### What you are asked to do
Keep every line of the data below that has the string "list" and present those lines.
The input: Begin
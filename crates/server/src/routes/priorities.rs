use axum::extract::rejection::{JsonRejection, PathRejection};
use axum::extract::{Path, State};
use axum::Json;
use common::ResponseEnvelope;
use models::priority;
use service::priority_service::PriorityInput;

use crate::errors::{bad_body, bad_path};
use crate::state::ServerState;

#[utoipa::path(
    get, path = "/api/priorities", tag = "priorities",
    responses(
        (status = 200, description = "Priorities retrieved", body = crate::openapi::EnvelopeDoc),
        (status = 500, description = "Storage failure", body = crate::openapi::EnvelopeDoc)
    )
)]
pub async fn list(State(state): State<ServerState>) -> ResponseEnvelope<Vec<priority::Model>> {
    state.services.priorities.list().await
}

#[utoipa::path(
    post, path = "/api/priorities", tag = "priorities",
    request_body = crate::openapi::PriorityInputDoc,
    responses(
        (status = 201, description = "Priority created", body = crate::openapi::EnvelopeDoc),
        (status = 400, description = "Validation Error", body = crate::openapi::EnvelopeDoc),
        (status = 500, description = "Create Failed", body = crate::openapi::EnvelopeDoc)
    )
)]
pub async fn create(
    State(state): State<ServerState>,
    payload: Result<Json<PriorityInput>, JsonRejection>,
) -> ResponseEnvelope<priority::Model> {
    match payload {
        Ok(Json(input)) => state.services.priorities.create(input).await,
        Err(rejection) => bad_body(rejection),
    }
}

#[utoipa::path(
    get, path = "/api/priorities/{id}", tag = "priorities",
    params(("id" = i64, Path, description = "Priority ID")),
    responses(
        (status = 200, description = "OK", body = crate::openapi::EnvelopeDoc),
        (status = 404, description = "Not Found", body = crate::openapi::EnvelopeDoc)
    )
)]
pub async fn get(
    State(state): State<ServerState>,
    id: Result<Path<i64>, PathRejection>,
) -> ResponseEnvelope<priority::Model> {
    match id {
        Ok(Path(id)) => state.services.priorities.get(id).await,
        Err(rejection) => bad_path(rejection),
    }
}

#[utoipa::path(
    put, path = "/api/priorities/{id}", tag = "priorities",
    params(("id" = i64, Path, description = "Priority ID")),
    request_body = crate::openapi::PriorityInputDoc,
    responses(
        (status = 200, description = "Updated", body = crate::openapi::EnvelopeDoc),
        (status = 400, description = "Validation Error", body = crate::openapi::EnvelopeDoc),
        (status = 404, description = "Not Found", body = crate::openapi::EnvelopeDoc),
        (status = 500, description = "Update Failed", body = crate::openapi::EnvelopeDoc)
    )
)]
pub async fn update(
    State(state): State<ServerState>,
    id: Result<Path<i64>, PathRejection>,
    payload: Result<Json<PriorityInput>, JsonRejection>,
) -> ResponseEnvelope<priority::Model> {
    let id = match id {
        Ok(Path(id)) => id,
        Err(rejection) => return bad_path(rejection),
    };
    match payload {
        Ok(Json(input)) => state.services.priorities.update(id, input).await,
        Err(rejection) => bad_body(rejection),
    }
}

#[utoipa::path(
    delete, path = "/api/priorities/{id}", tag = "priorities",
    params(("id" = i64, Path, description = "Priority ID")),
    responses(
        (status = 200, description = "Deleted", body = crate::openapi::EnvelopeDoc),
        (status = 404, description = "Not Found", body = crate::openapi::EnvelopeDoc),
        (status = 500, description = "Delete Failed", body = crate::openapi::EnvelopeDoc)
    )
)]
pub async fn delete(
    State(state): State<ServerState>,
    id: Result<Path<i64>, PathRejection>,
) -> ResponseEnvelope<()> {
    match id {
        Ok(Path(id)) => state.services.priorities.delete(id).await,
        Err(rejection) => bad_path(rejection),
    }
}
The input: End
### Result below
pub async fn list(State(state): State<ServerState>) -> ResponseEnvelope<Vec<priority::Model>> {
    state.services.priorities.list().await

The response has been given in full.